I don’t think I have opened the fridge and poured myself a glass of milk since I lived in my parents’ house. And even then, I do not remember this as a familiar action. I never loved the taste of store-bought milk, nor craved it. I found it thin & tasteless and didn’t believe it provided much nutritional value for me; I usually used almond milk for things requiring a milk-like substance. Until now. This month has transformed me into the girl who excitedly awaits milk deliveries with ardent anticipation. When the jar arrives, I excitedly open the lid and skim a spoonful of cream right off the top before putting it in the fridge. Oh, the cream! What most milk drinkers have been robbed of…. In my opinion, lowfat/reduced-fat milk is a nutritional hoax and an offense to our species. Milk is meant to be whole and thick and creamy – just like it comes out of the cow.
I have gone through a milk metamorphosis; my culinary clock revolves around when the next jars of milk will arrive. Originally, we thought we would each consume 1/2 gallon of milk per week. Now we pick up milk 2 or 3 times a week and have been going through a few gallons between us! We, and I mean Gowan really, also severely underestimated our butter consumption and that problem has been resolved by upping our butter order to 1 pound/week – and that may not be enough. Milk and butter are like white gold and they are literally keeping us alive during the winter months. It’s not only keeping us alive; I believe that the enzyme rich unpasteurized fresh milk helped my recent ghastly thumb wound heal at superhero speed. A friend told me today that she has been making ghee with fresh butter and using the leftover milk solids as a skin ointment, which is healing chronic skin problems. I am a believer and this shouldn’t surprise me, but the simple magic of real food is continually astonishing.
What have we done with all this milk? During the first couple weeks, I was too busy to do much more than make creamy soup and simply drink it from the glass – which was a bizarrely satisfying novelty in its own right. In Month 1 we made yogurt, steamed milk, more yogurt, farmers’ cheese, and then strained yogurt – my Greek ancestors would approve and there is no turning back to runny yogurt.
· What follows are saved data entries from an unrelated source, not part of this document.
//! Parsing of SAT / MaxSAT solver output
//!
//! Solvers following the competition format print:
//!
//! ```text
//! c comment
//! s SATISFIABLE | UNSATISFIABLE | OPTIMUM FOUND | UNKNOWN
//! v 1 -2 3 0
//! o 4
//! ```
//!
//! MaxSAT solvers may also print the model as a single bit string
//! (`v 0110`), one character per variable.

use nom::{
    branch::alt,
    bytes::complete::tag,
    character::complete::{char, digit1, space0, space1},
    combinator::{all_consuming, map, map_res, opt, recognize, value},
    multi::separated_list1,
    sequence::{pair, preceded, terminated},
    IResult,
};

use crate::error::{UelError, UelResult};
use crate::sat::formula::{Model, SatResult, Var};

/// Status reported on the `s` line
#[derive(Debug, Clone, Copy, PartialEq, Eq)]
pub enum SolverStatus {
    Satisfiable,
    Unsatisfiable,
    Optimum,
    Unknown,
}

/// One meaningful output line
#[derive(Debug, Clone, PartialEq, Eq)]
enum OutputLine<'a> {
    Status(SolverStatus),
    Values(Vec<&'a str>),
    Cost(u64),
}

fn status(input: &str) -> IResult<&str, SolverStatus> {
    preceded(
        pair(char('s'), space1),
        alt((
            value(SolverStatus::Unsatisfiable, tag("UNSATISFIABLE")),
            value(SolverStatus::Satisfiable, tag("SATISFIABLE")),
            value(SolverStatus::Optimum, tag("OPTIMUM FOUND")),
            value(SolverStatus::Unknown, tag("UNKNOWN")),
        )),
    )(input)
}

fn signed(input: &str) -> IResult<&str, &str> {
    recognize(pair(opt(char('-')), digit1))(input)
}

fn values(input: &str) -> IResult<&str, Vec<&str>> {
    preceded(pair(char('v'), space1), separated_list1(space1, signed))(input)
}

fn cost(input: &str) -> IResult<&str, u64> {
    preceded(pair(char('o'), space1), map_res(digit1, str::parse))(input)
}

fn output_line(input: &str) -> IResult<&str, OutputLine<'_>> {
    all_consuming(terminated(
        alt((
            map(status, OutputLine::Status),
            map(cost, OutputLine::Cost),
            map(values, OutputLine::Values),
        )),
        space0,
    ))(input)
}

/// Build a model from the collected `v` tokens
///
/// A single unterminated token of several `0`/`1` characters is a bit
/// string; anything else is a list of signed literals.
fn model_from_tokens(tokens: &[&str]) -> UelResult<Model> {
    if let [bits] = tokens {
        if bits.len() > 1 && bits.chars().all(|c| c == '0' || c == '1') {
            let mut model = Model::new();
            for (i, bit) in bits.chars().enumerate() {
                model.assign(i as Var + 1, bit == '1');
            }
            return Ok(model);
        }
    }
    let literals = tokens
        .iter()
        .map(|t| {
            t.parse::<i64>()
                .map_err(|_| UelError::solver_output(format!("invalid literal {}", t)))
        })
        .collect::<UelResult<Vec<_>>>()?;
    Model::from_dimacs(literals)
}

/// Turn solver stdout into a result
///
/// Comment lines and unrecognised lines are ignored; a missing status line
/// or a satisfiable status without a model is an error.
pub fn parse_solver_output<S: AsRef<str>>(lines: &[S]) -> UelResult<SatResult> {
    let mut status_seen = None;
    let mut tokens: Vec<&str> = Vec::new();
    let mut best_cost = None;

    for line in lines {
        let line = line.as_ref().trim();
        if line.is_empty() || line.starts_with('c') {
            continue;
        }
        match output_line(line) {
            Ok((_, OutputLine::Status(s))) => status_seen = Some(s),
            Ok((_, OutputLine::Values(v))) => tokens.extend(v),
            Ok((_, OutputLine::Cost(c))) => best_cost = Some(c),
            Err(_) => {}
        }
    }

    let Some(status) = status_seen else {
        return Err(UelError::solver_output("solver printed no status line"));
    };
    match status {
        SolverStatus::Unsatisfiable => Ok(SatResult::Unsat),
        SolverStatus::Unknown => Ok(SatResult::Unknown("solver reported UNKNOWN".to_string())),
        SolverStatus::Satisfiable | SolverStatus::Optimum => {
            if tokens.is_empty() {
                return Err(UelError::solver_output("satisfiable result without a model"));
            }
            let mut model = model_from_tokens(&tokens)?;
            model.cost = best_cost;
            Ok(SatResult::Sat(model))
        }
    }
}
In Month 2 we have introduced kefir and custard to the milk repertoire. And someday… cheesecake! Oh boy, I am going to eat 30 local cheesecakes to celebrate my 3oth birthday this year.
My new favorite nightcap is a steamed milk latte with honey, or infused with lavender flowers. Gowan has perfected a morning version with roasted bay nuts (pictured here). Natural divisions of milk labor have arisen. I make the yogurt and deliver 2 quarts to my sister-wife every week. (Confession of a locavore: one of my greatest joys is eating the skin that forms on the milk after cooling it for inoculation; there is something straight up primal and maternal about it.) Gowan makes the farmer’s cheese and the kefir. We are starting to develop rhythms somewhat more graceful and harmonious than a frantic scramble for calories.
Processing milk is a delicate thing. I remember when my organic gardening teacher told us that asparagus is a lifestyle indicator; you have to know that you’re going to be in a place for a few years before you benefit from your crop, and it requires special conditions; it is an investment for the future. I have always thought that I’ll know I’ve reached a new level in my life when I plant asparagus. Similarly, our milk makings are short-term lifestyle indicators; milk is just as sensitive and the feedback loop is immediate. We must be present and attentive, and well – responsible.
Yogurt requires heating and cooling milk to exacting temperatures and then keeping it steadily warm while the cultures do their magic for 8-12 hours. Keeping kefir grains alive requires daily washing and babysitting. I have ruined a batch of yogurt by not coming home one night, and another because the cultures went a little funky. All this milk has sort of turned us into soccer moms; I travel with a cooler and ice packs and I have to think about how all of my decisions may impact my milk cultures, plus my ability to eat tomorrow. It’s a lot of responsibility. When leaving town for a work trip last week, I had to load my entire kitchen into the car and be on the road before 7 am; not surprised to later find out that I had left for a 5 day trip without a single pair of underwear in my suitcase. But, my milk was safely packed and chilled. I have to say, I am beginning to get mad nostalgic about the days of the milk man (even though that was way before my time). If a modern day milk man started showing up on my doorstep every morning, I would probably fall in love with him.